_RECORDS PROVIDED_.
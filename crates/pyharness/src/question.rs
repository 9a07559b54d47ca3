//! Question page data and the learner's answer for each question type.

use serde::{Deserialize, Serialize};

use crate::debugging::DebuggingEditor;
use crate::parsons::ParsonsBoard;
use crate::testcase::{InputMode, RawTestCase};

#[derive(Debug, Clone, Copy, PartialEq, Eq, Serialize, Deserialize)]
#[serde(rename_all = "snake_case")]
pub enum QuestionType {
    /// Write a function; test code calls it.
    Function,
    /// Write a whole program; tests feed it stdin.
    Program,
    /// Fix the unlocked middle of a buggy program.
    Debugging,
    /// Arrange shuffled lines into a program.
    Parsons,
}

impl QuestionType {
    pub fn input_mode(self) -> InputMode {
        match self {
            QuestionType::Program => InputMode::Program,
            QuestionType::Function | QuestionType::Debugging | QuestionType::Parsons => {
                InputMode::CodeCompletion
            }
        }
    }

    pub fn name(self) -> &'static str {
        match self {
            QuestionType::Function => "function",
            QuestionType::Program => "program",
            QuestionType::Debugging => "debugging",
            QuestionType::Parsons => "parsons",
        }
    }
}

/// Data rendered into a question page by the server.
#[derive(Debug, Clone, PartialEq, Eq, Serialize, Deserialize)]
pub struct QuestionPage {
    pub question_id: u64,
    pub question_type: QuestionType,
    #[serde(default)]
    pub test_cases: Vec<RawTestCase>,
    #[serde(default)]
    pub initial_code: Option<String>,
    #[serde(default)]
    pub read_only_lines_top: usize,
    #[serde(default)]
    pub read_only_lines_bottom: usize,
    /// Source lines of a Parsons question.
    #[serde(default)]
    pub lines: Option<String>,
    /// The learner's last saved attempt.
    #[serde(default)]
    pub previous_code: Option<String>,
}

/// The learner's current answer.
#[derive(Debug, Clone, PartialEq, Eq)]
pub enum Answer {
    Editor(String),
    Debugging(DebuggingEditor),
    Parsons(ParsonsBoard),
}

impl Answer {
    /// The code the tests run against.
    pub fn user_code(&self) -> String {
        match self {
            Answer::Editor(code) => code.clone(),
            Answer::Debugging(editor) => editor.value(),
            Answer::Parsons(board) => board.to_code(),
        }
    }

    pub fn has_code(&self) -> bool {
        match self {
            Answer::Editor(code) => !code.trim().is_empty(),
            Answer::Debugging(editor) => !editor.value().trim().is_empty(),
            Answer::Parsons(board) => !board.placed().is_empty(),
        }
    }
}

_WORK INSTRUCTION_. The whole block of data above should be printed again verbatim.

_WRITTEN SOLUTION_.
filename crates/pyharness/src/question.rs
repository 9a07559b54d47ca3
//! Question page data and the learner's answer for each question type.

use serde::{Deserialize, Serialize};

use crate::debugging::DebuggingEditor;
use crate::parsons::ParsonsBoard;
use crate::testcase::{InputMode, RawTestCase};

#[derive(Debug, Clone, Copy, PartialEq, Eq, Serialize, Deserialize)]
#[serde(rename_all = "snake_case")]
pub enum QuestionType {
    /// Write a function; test code calls it.
    Function,
    /// Write a whole program; tests feed it stdin.
    Program,
    /// Fix the unlocked middle of a buggy program.
    Debugging,
    /// Arrange shuffled lines into a program.
    Parsons,
}

impl QuestionType {
    pub fn input_mode(self) -> InputMode {
        match self {
            QuestionType::Program => InputMode::Program,
            QuestionType::Function | QuestionType::Debugging | QuestionType::Parsons => {
                InputMode::CodeCompletion
            }
        }
    }

    pub fn name(self) -> &'static str {
        match self {
            QuestionType::Function => "function",
            QuestionType::Program => "program",
            QuestionType::Debugging => "debugging",
            QuestionType::Parsons => "parsons",
        }
    }
}

/// Data rendered into a question page by the server.
#[derive(Debug, Clone, PartialEq, Eq, Serialize, Deserialize)]
pub struct QuestionPage {
    pub question_id: u64,
    pub question_type: QuestionType,
    #[serde(default)]
    pub test_cases: Vec<RawTestCase>,
    #[serde(default)]
    pub initial_code: Option<String>,
    #[serde(default)]
    pub read_only_lines_top: usize,
    #[serde(default)]
    pub read_only_lines_bottom: usize,
    /// Source lines of a Parsons question.
    #[serde(default)]
    pub lines: Option<String>,
    /// The learner's last saved attempt.
    #[serde(default)]
    pub previous_code: Option<String>,
}

/// The learner's current answer.
#[derive(Debug, Clone, PartialEq, Eq)]
pub enum Answer {
    Editor(String),
    Debugging(DebuggingEditor),
    Parsons(ParsonsBoard),
}

impl Answer {
    /// The code the tests run against.
    pub fn user_code(&self) -> String {
        match self {
            Answer::Editor(code) => code.clone(),
            Answer::Debugging(editor) => editor.value(),
            Answer::Parsons(board) => board.to_code(),
        }
    }

    pub fn has_code(&self) -> bool {
        match self {
            Answer::Editor(code) => !code.trim().is_empty(),
            Answer::Debugging(editor) => !editor.value().trim().is_empty(),
            Answer::Parsons(board) => !board.placed().is_empty(),
        }
    }
}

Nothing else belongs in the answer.